DATA RECORDS.
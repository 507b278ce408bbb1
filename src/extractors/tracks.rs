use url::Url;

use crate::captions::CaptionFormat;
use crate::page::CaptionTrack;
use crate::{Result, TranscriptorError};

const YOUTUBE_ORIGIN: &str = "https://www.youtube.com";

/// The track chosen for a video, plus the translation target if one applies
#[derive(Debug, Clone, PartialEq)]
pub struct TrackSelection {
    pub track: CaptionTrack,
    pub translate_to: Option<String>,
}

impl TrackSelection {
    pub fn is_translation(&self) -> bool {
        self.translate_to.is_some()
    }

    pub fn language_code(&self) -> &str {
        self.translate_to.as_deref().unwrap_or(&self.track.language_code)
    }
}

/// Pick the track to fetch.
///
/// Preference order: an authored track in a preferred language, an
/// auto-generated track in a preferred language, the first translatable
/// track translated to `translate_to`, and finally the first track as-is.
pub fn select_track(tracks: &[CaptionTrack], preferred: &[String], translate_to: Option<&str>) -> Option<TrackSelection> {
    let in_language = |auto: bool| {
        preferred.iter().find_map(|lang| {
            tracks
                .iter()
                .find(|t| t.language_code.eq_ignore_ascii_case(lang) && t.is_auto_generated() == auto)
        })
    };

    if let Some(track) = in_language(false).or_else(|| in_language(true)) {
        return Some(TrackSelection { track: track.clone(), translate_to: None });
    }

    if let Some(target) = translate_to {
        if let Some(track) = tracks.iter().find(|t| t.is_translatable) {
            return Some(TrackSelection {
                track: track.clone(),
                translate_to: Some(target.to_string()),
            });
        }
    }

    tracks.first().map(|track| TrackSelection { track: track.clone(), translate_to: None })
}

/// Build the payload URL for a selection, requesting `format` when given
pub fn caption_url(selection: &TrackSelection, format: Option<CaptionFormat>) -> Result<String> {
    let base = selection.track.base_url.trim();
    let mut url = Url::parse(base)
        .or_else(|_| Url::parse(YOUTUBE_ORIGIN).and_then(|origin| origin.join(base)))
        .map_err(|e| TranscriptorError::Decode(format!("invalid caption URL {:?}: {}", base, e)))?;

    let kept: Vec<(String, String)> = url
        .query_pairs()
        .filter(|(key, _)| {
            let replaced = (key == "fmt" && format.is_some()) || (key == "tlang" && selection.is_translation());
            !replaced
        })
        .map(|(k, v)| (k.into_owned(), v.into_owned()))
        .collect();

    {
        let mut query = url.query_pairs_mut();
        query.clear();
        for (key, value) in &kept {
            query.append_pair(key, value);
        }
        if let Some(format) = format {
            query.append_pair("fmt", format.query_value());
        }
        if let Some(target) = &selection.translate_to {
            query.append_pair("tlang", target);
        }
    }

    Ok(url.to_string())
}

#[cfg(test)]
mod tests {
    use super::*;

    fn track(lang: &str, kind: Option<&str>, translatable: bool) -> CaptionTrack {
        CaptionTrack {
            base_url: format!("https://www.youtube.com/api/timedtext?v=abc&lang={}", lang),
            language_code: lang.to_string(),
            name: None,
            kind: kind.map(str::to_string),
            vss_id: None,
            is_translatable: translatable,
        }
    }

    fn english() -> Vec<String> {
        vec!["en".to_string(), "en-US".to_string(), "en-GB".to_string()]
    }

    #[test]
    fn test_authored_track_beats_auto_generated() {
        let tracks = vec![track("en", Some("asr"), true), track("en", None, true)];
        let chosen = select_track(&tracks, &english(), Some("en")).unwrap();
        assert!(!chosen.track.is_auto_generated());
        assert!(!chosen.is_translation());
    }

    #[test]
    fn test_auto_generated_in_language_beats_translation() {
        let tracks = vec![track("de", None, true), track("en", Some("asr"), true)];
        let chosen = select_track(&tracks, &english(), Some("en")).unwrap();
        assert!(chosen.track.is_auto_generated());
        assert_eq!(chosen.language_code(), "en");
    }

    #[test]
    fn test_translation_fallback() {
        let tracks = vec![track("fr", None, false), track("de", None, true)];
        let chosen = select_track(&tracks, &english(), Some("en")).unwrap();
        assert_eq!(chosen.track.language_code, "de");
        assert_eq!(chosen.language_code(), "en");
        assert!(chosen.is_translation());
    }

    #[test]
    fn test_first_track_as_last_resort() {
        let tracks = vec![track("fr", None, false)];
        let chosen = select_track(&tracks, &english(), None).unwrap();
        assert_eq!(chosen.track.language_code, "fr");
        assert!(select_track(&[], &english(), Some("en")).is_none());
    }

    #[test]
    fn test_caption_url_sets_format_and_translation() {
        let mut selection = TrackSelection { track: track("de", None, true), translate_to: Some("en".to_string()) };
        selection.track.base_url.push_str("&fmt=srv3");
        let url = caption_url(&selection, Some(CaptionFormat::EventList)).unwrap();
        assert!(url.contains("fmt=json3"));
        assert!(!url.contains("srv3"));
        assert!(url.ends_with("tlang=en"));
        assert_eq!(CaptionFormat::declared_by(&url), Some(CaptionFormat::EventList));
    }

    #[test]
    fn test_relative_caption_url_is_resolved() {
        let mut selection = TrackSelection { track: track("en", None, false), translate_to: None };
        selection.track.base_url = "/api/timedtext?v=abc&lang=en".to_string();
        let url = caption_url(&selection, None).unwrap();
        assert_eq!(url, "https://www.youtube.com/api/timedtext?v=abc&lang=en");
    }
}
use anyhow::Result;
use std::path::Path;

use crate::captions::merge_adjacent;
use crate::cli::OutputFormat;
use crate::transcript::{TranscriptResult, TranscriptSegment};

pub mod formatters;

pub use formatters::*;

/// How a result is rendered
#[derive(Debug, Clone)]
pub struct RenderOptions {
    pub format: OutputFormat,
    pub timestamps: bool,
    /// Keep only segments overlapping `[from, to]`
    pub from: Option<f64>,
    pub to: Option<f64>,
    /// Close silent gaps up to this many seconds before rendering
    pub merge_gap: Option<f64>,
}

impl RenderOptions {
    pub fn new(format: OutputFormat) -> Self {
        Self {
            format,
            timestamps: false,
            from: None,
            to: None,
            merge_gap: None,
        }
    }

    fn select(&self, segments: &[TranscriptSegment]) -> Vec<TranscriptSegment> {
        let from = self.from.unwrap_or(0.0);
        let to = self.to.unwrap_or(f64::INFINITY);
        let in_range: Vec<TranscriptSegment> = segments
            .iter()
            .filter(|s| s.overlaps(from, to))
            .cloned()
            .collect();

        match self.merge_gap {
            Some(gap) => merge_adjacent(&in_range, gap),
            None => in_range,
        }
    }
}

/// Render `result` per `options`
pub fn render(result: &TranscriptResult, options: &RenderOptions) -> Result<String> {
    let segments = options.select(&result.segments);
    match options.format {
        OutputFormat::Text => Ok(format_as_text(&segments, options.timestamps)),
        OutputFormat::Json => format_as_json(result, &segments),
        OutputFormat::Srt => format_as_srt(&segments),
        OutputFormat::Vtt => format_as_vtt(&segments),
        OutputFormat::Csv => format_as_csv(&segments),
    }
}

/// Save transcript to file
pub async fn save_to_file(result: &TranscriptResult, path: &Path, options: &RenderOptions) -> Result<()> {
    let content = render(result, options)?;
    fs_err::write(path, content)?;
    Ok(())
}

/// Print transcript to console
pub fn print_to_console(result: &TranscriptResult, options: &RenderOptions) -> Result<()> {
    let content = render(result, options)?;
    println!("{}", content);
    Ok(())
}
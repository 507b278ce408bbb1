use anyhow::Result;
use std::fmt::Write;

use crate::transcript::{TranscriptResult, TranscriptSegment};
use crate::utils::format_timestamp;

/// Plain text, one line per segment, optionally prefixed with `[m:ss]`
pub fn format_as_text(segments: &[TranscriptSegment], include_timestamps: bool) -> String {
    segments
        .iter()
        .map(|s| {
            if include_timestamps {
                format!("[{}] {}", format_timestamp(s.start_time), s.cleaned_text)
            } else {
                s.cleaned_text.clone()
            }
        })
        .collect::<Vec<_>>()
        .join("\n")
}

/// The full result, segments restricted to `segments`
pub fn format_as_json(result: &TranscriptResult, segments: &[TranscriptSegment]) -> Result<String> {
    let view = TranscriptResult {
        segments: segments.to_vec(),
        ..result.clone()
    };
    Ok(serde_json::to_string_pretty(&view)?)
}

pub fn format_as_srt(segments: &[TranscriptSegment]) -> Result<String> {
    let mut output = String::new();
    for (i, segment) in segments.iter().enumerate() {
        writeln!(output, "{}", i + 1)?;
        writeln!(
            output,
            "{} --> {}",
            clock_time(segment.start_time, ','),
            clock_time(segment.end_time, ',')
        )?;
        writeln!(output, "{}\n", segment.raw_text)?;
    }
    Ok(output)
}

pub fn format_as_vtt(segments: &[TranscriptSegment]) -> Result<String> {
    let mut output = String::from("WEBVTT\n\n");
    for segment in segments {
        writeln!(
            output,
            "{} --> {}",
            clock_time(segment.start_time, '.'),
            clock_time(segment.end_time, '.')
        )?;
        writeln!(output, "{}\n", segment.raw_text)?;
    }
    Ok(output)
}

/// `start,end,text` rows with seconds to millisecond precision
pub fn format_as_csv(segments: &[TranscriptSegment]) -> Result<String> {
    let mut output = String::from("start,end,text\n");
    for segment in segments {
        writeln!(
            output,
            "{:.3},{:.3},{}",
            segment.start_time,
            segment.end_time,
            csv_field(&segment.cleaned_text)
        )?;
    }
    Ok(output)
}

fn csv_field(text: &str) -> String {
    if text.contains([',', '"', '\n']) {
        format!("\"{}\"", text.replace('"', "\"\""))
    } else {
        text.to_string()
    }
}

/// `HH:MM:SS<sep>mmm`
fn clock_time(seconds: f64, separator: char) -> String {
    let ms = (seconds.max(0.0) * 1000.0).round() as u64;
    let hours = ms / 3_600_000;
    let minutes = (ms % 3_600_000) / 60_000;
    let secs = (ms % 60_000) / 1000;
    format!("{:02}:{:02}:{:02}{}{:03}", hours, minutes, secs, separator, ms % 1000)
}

WHAT THIS TASK INVOLVES.
The response must consist solely of the lines from the top of the records through the line holding "pub fn language_code(&self)", copied word for word.

EXPECTED ANSWER.
repository 507b278ce408bbb1
filename src/extractors/tracks.rs
use url::Url;

use crate::captions::CaptionFormat;
use crate::page::CaptionTrack;
use crate::{Result, TranscriptorError};

const YOUTUBE_ORIGIN: &str = "https://www.youtube.com";

/// The track chosen for a video, plus the translation target if one applies
#[derive(Debug, Clone, PartialEq)]
pub struct TrackSelection {
    pub track: CaptionTrack,
    pub translate_to: Option<String>,
}

impl TrackSelection {
    pub fn is_translation(&self) -> bool {
        self.translate_to.is_some()
    }

    pub fn language_code(&self) -> &str {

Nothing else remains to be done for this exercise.